C’est une entité qui n’est pas moins abstraite et anonyme que la Nature ou l’Histoire. Elle maximise l’effet que décrivait Arendt: mettre en mouvement, mobiliser totalement les énergies. La loi du développement trouve dans l’aménagement incessant des légalités aux fins de mieux-être à la fois un moyen et un masque beaucoup plus puissants, parce que plus acceptables par les philistins que l’organisation totalitaire des années 30.
La brutale propagande y est discrète, elle laisse place à l’inoffensive rhétorique des médias. Et la mondialisation ne s’y fait pas par la guerre, mais par la compétition technologique, scientifique et économique. Les noms historiques de ce totalitarisme bon enfant ne sont plus Stalingrad, et moins encore Auschwitz, mais l’indice Dow Jones à Wall Street et l’indice Hakkaï à Tokyo.
L’idéologie partagée par tous est qu’il faut développer pour survivre. L’ennemi n’est pas humain, c’est l’entropie. Elle est au bout de ce qui reste de l’histoire des hommes, sous la forme de l’explosion du soleil en Nova noire, dans quatre milliards et demi d’années. Le développement est la riposte à ce défi majeur. Cela seul est juste, parce que nécessaire à la survie. Et la faculté de juger, d’imaginer, de faire hommage à la naissance du nouveau, est ici plutôt sollicitée qu’étouffée. Mais sollicité dans l’étouffant affairement de la performativité. Survie affairée.
Il faudrait au moins reprendre, à partir de ce diagnostic, la question de l’idéologie. Ce n’est pas parce que le développement est délirant qu’il est idéologique, c’est parce qu’il forclôt l’inquiétude de la naissance et de la mort comme énigme ontologique. Un effet inévitable du totalitarisme, c’est qu’on ne laisse pas aux enfants le temps de l’enfance. Arendt écrit, dans La crise de la culture:
Plus la société intercale entre le public et le privé une sphère sociale où le privé est rendu public et vice versa, plus elle rend les choses difficiles à ses enfants qui par nature ont besoin d’un abri sûr pour grandir sans être dérangés. Les institutions où l’enfance abritait en sécurité son insécurité, ses questions sans réponse, tout en apprenant les réponses des adultes et leur insuffisance, ces institutions qu’étaient l’école et la famille où se jouait le sort de la tradition face à l’angoisse, le système contemporain les détruit (il lui suffit d’en pervertir la finalité) en ce qu’il place l’enfance au contact immédiat de ses exigences, qui sont ses réponses à l’angoisse.

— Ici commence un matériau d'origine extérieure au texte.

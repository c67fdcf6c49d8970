//! OpenAI-compatible chat-completions oracle over sync HTTP.
//!
//! Works against api.openai.com or any server that speaks the same
//! `/chat/completions` dialect (vLLM, Ollama's OpenAI endpoint, ...).

use std::time::Duration;

use serde::{Deserialize, Serialize};

use super::error::{OracleError, OracleResult};
use super::{MatchOracle, OracleRequest, RawMatchResult};

const SYSTEM_PROMPT: &str = "You match software package descriptions to the single most \
relevant term of the EDAM ontology (topics, operations, data and formats). \
You are given the package name, its description and a list of candidate terms, \
one per line as `label: definition`. Pick exactly one candidate. \
Answer with a JSON object with the keys \
\"edam_id\" (the EDAM URI, e.g. http://edamontology.org/topic_0080), \
\"edam_label\" (the candidate's label exactly as written), \
\"confidence_score\" (a number between 0.0 and 1.0, where 1.0 is a perfect match) and \
\"reasoning\" (one or two sentences). Return only the JSON object.";

/// Connection settings for the oracle service.
#[derive(Debug, Clone, PartialEq, Serialize, Deserialize)]
pub struct OracleConfig {
    /// Base URL of the OpenAI-compatible API.
    #[serde(default = "default_base_url")]
    pub base_url: String,
    #[serde(default = "default_model")]
    pub model: String,
    /// Name of the environment variable holding the API key.
    #[serde(default = "default_api_key_env")]
    pub api_key_env: String,
    /// Per-request timeout in seconds.
    #[serde(default = "default_timeout_secs")]
    pub timeout_secs: u64,
    #[serde(default)]
    pub temperature: f64,
}

fn default_base_url() -> String {
    "https://api.openai.com/v1".into()
}
fn default_model() -> String {
    "gpt-4o".into()
}
fn default_api_key_env() -> String {
    "OPENAI_API_KEY".into()
}
fn default_timeout_secs() -> u64 {
    120
}

impl Default for OracleConfig {
    fn default() -> Self {
        Self {
            base_url: default_base_url(),
            model: default_model(),
            api_key_env: default_api_key_env(),
            timeout_secs: default_timeout_secs(),
            temperature: 0.0,
        }
    }
}

#[derive(Deserialize)]
struct ChatResponse {
    choices: Vec<ChatChoice>,
}

#[derive(Deserialize)]
struct ChatChoice {
    message: ChatMessage,
}

#[derive(Deserialize)]
struct ChatMessage {
    content: Option<String>,
}

/// Oracle backed by an OpenAI-compatible chat-completions endpoint.
pub struct OpenAiOracle {
    config: OracleConfig,
    api_key: String,
    agent: ureq::Agent,
}

impl OpenAiOracle {
    /// Build an oracle, reading the API key from `config.api_key_env`.
    pub fn from_config(config: OracleConfig) -> OracleResult<Self> {
        let api_key = std::env::var(&config.api_key_env)
            .ok()
            .filter(|k| !k.trim().is_empty())
            .ok_or_else(|| OracleError::MissingApiKey {
                var: config.api_key_env.clone(),
            })?;
        Ok(Self::with_api_key(config, api_key))
    }

    /// Build an oracle with an explicit API key.
    pub fn with_api_key(config: OracleConfig, api_key: impl Into<String>) -> Self {
        let agent = ureq::AgentBuilder::new()
            .timeout(Duration::from_secs(config.timeout_secs))
            .build();
        Self {
            config,
            api_key: api_key.into(),
            agent,
        }
    }

    pub fn model(&self) -> &str {
        &self.config.model
    }

    fn request_body(&self, request: &OracleRequest) -> serde_json::Value {
        let user = format!(
            "Package name: {}\n\nPackage description:\n{}\n\nCandidate EDAM terms:\n{}",
            request.item_name, request.item_description, request.candidate_terms_block
        );
        serde_json::json!({
            "model": self.config.model,
            "temperature": self.config.temperature,
            "response_format": { "type": "json_object" },
            "messages": [
                { "role": "system", "content": SYSTEM_PROMPT },
                { "role": "user", "content": user },
            ],
        })
    }
}

impl MatchOracle for OpenAiOracle {
    fn query(&self, request: &OracleRequest) -> OracleResult<RawMatchResult> {
        let url = format!(
            "{}/chat/completions",
            self.config.base_url.trim_end_matches('/')
        );
        let body = serde_json::to_string(&self.request_body(request)).map_err(|e| {
            OracleError::RequestFailed {
                message: format!("JSON serialize error: {e}"),
            }
        })?;

        let resp = match self
            .agent
            .post(&url)
            .set("Content-Type", "application/json")
            .set("Authorization", &format!("Bearer {}", self.api_key))
            .send_string(&body)
        {
            Ok(resp) => resp,
            Err(ureq::Error::Status(code, resp)) => {
                let text = resp.into_string().unwrap_or_default();
                return Err(classify_failure(Some(code), &text));
            }
            Err(e) => return Err(classify_failure(None, &e.to_string())),
        };

        let resp_str = resp.into_string().map_err(|e| OracleError::InvalidResponse {
            message: e.to_string(),
        })?;
        parse_completion(&resp_str)
    }
}

impl std::fmt::Debug for OpenAiOracle {
    fn fmt(&self, f: &mut std::fmt::Formatter<'_>) -> std::fmt::Result {
        f.debug_struct("OpenAiOracle")
            .field("base_url", &self.config.base_url)
            .field("model", &self.config.model)
            .finish()
    }
}

/// Map a failed call to an error class. HTTP 429 and any mention of rate
/// limits or quota are transient.
pub fn classify_failure(status: Option<u16>, text: &str) -> OracleError {
    let lower = text.to_lowercase();
    let capacity = lower.contains("rate limit")
        || lower.contains("rate_limit")
        || lower.contains("ratelimit")
        || lower.contains("quota");
    if status == Some(429) || capacity {
        return OracleError::RateLimited {
            message: truncate(text, 200),
        };
    }
    let message = match status {
        Some(code) => format!("HTTP {code}: {}", truncate(text, 200)),
        None => text.to_string(),
    };
    OracleError::RequestFailed { message }
}

/// Extract the typed answer from a chat-completions response body.
pub fn parse_completion(body: &str) -> OracleResult<RawMatchResult> {
    let response: ChatResponse =
        serde_json::from_str(body).map_err(|e| OracleError::InvalidResponse {
            message: format!("completion envelope: {e}"),
        })?;
    let content = response
        .choices
        .into_iter()
        .next()
        .and_then(|c| c.message.content)
        .ok_or_else(|| OracleError::InvalidResponse {
            message: "completion has no message content".into(),
        })?;

    // Models sometimes wrap the object in prose or a code fence.
    let trimmed = content.trim();
    let json = match (trimmed.find('{'), trimmed.rfind('}')) {
        (Some(s), Some(e)) if e > s => &trimmed[s..=e],
        _ => {
            return Err(OracleError::InvalidResponse {
                message: "no JSON object in completion".into(),
            });
        }
    };
    serde_json::from_str(json).map_err(|e| OracleError::InvalidResponse {
        message: format!("match schema: {e}"),
    })
}

fn truncate(text: &str, max_chars: usize) -> String {
    match text.char_indices().nth(max_chars) {
        Some((idx, _)) => format!("{}...", &text[..idx]),
        None => text.to_string(),
    }
}

#[cfg(test)]
mod tests {
    use super::*;

    fn envelope(content: &str) -> String {
        serde_json::json!({
            "choices": [{ "message": { "role": "assistant", "content": content } }]
        })
        .to_string()
    }

    #[test]
    fn default_config_values() {
        let config = OracleConfig::default();
        assert_eq!(config.base_url, "https://api.openai.com/v1");
        assert_eq!(config.model, "gpt-4o");
        assert_eq!(config.api_key_env, "OPENAI_API_KEY");
        assert_eq!(config.timeout_secs, 120);
    }

    #[test]
    fn parses_plain_and_fenced_content() {
        let content = r#"{"edam_id":"http://edamontology.org/topic_0203","edam_label":"Gene expression","confidence_score":0.9,"reasoning":"RNA-seq"}"#;
        let parsed = parse_completion(&envelope(content)).unwrap();
        assert_eq!(parsed.label, "Gene expression");
        assert_eq!(parsed.confidence, 0.9);

        let fenced = format!("```json\n{content}\n```");
        let parsed = parse_completion(&envelope(&fenced)).unwrap();
        assert_eq!(parsed.id, "http://edamontology.org/topic_0203");
    }

    #[test]
    fn malformed_completions_are_invalid() {
        assert!(matches!(
            parse_completion("not json"),
            Err(OracleError::InvalidResponse { .. })
        ));
        assert!(matches!(
            parse_completion(&envelope("I cannot decide.")),
            Err(OracleError::InvalidResponse { .. })
        ));
        assert!(matches!(
            parse_completion(&envelope(r#"{"edam_label":"X"}"#)),
            Err(OracleError::InvalidResponse { .. })
        ));
        assert!(matches!(
            parse_completion(r#"{"choices":[]}"#),
            Err(OracleError::InvalidResponse { .. })
        ));
    }

    #[test]
    fn classifies_capacity_failures_as_transient() {
        assert!(classify_failure(Some(429), "slow down").is_transient());
        assert!(classify_failure(Some(403), "You exceeded your current quota").is_transient());
        assert!(classify_failure(None, "RateLimitError: too many requests").is_transient());
        assert!(!classify_failure(Some(500), "internal error").is_transient());
        assert!(!classify_failure(None, "connection refused").is_transient());
    }

    #[test]
    fn missing_api_key_is_reported() {
        let config = OracleConfig {
            api_key_env: "EDAM_MATCH_TEST_UNSET_KEY_7f3a".into(),
            ..Default::default()
        };
        let err = OpenAiOracle::from_config(config).unwrap_err();
        assert!(matches!(err, OracleError::MissingApiKey { .. }));
    }

    #[test]
    fn unreachable_server_is_a_request_failure() {
        let config = OracleConfig {
            base_url: "http://127.0.0.1:1".into(), // unreachable port
            timeout_secs: 2,
            ..Default::default()
        };
        let oracle = OpenAiOracle::with_api_key(config, "test");
        let err = oracle
            .query(&OracleRequest {
                item_name: "pkg".into(),
                item_description: "desc".into(),
                candidate_terms_block: "Gene expression".into(),
            })
            .unwrap_err();
        assert!(matches!(err, OracleError::RequestFailed { .. }));
    }

    #[test]
    fn request_body_carries_candidates() {
        let oracle = OpenAiOracle::with_api_key(OracleConfig::default(), "k");
        let body = oracle.request_body(&OracleRequest {
            item_name: "limma".into(),
            item_description: "Linear models for microarray data".into(),
            candidate_terms_block: "Gene expression\nProteomics".into(),
        });
        assert_eq!(body["model"], "gpt-4o");
        assert_eq!(body["response_format"]["type"], "json_object");
        let user = body["messages"][1]["content"].as_str().unwrap();
        assert!(user.contains("limma"));
        assert!(user.contains("Gene expression\nProteomics"));
    }
}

L’enfance doit prendre place le plus vite possible dans les réseaux communicationnels pour y fonctionner le plus efficacement possible, c’est-à-dire s’y faire le véhicule des messages qui y passent et, dans le meilleur cas, en optimiser l’information. Pas de temps à perdre à questionner les anciens, la tradition. Au contraire, gagner du temps, pour éviter le retour de ce qu’il faut oublier, l’Hôte qui squatte les âmes. Laisser les morts enterrer les morts, cela s’interprète aujourd’hui comme abandon du corps à l’administration des pompes funèbres ou à la Faculté. Il faut faire disparaître les morts ou les faire servir au développement.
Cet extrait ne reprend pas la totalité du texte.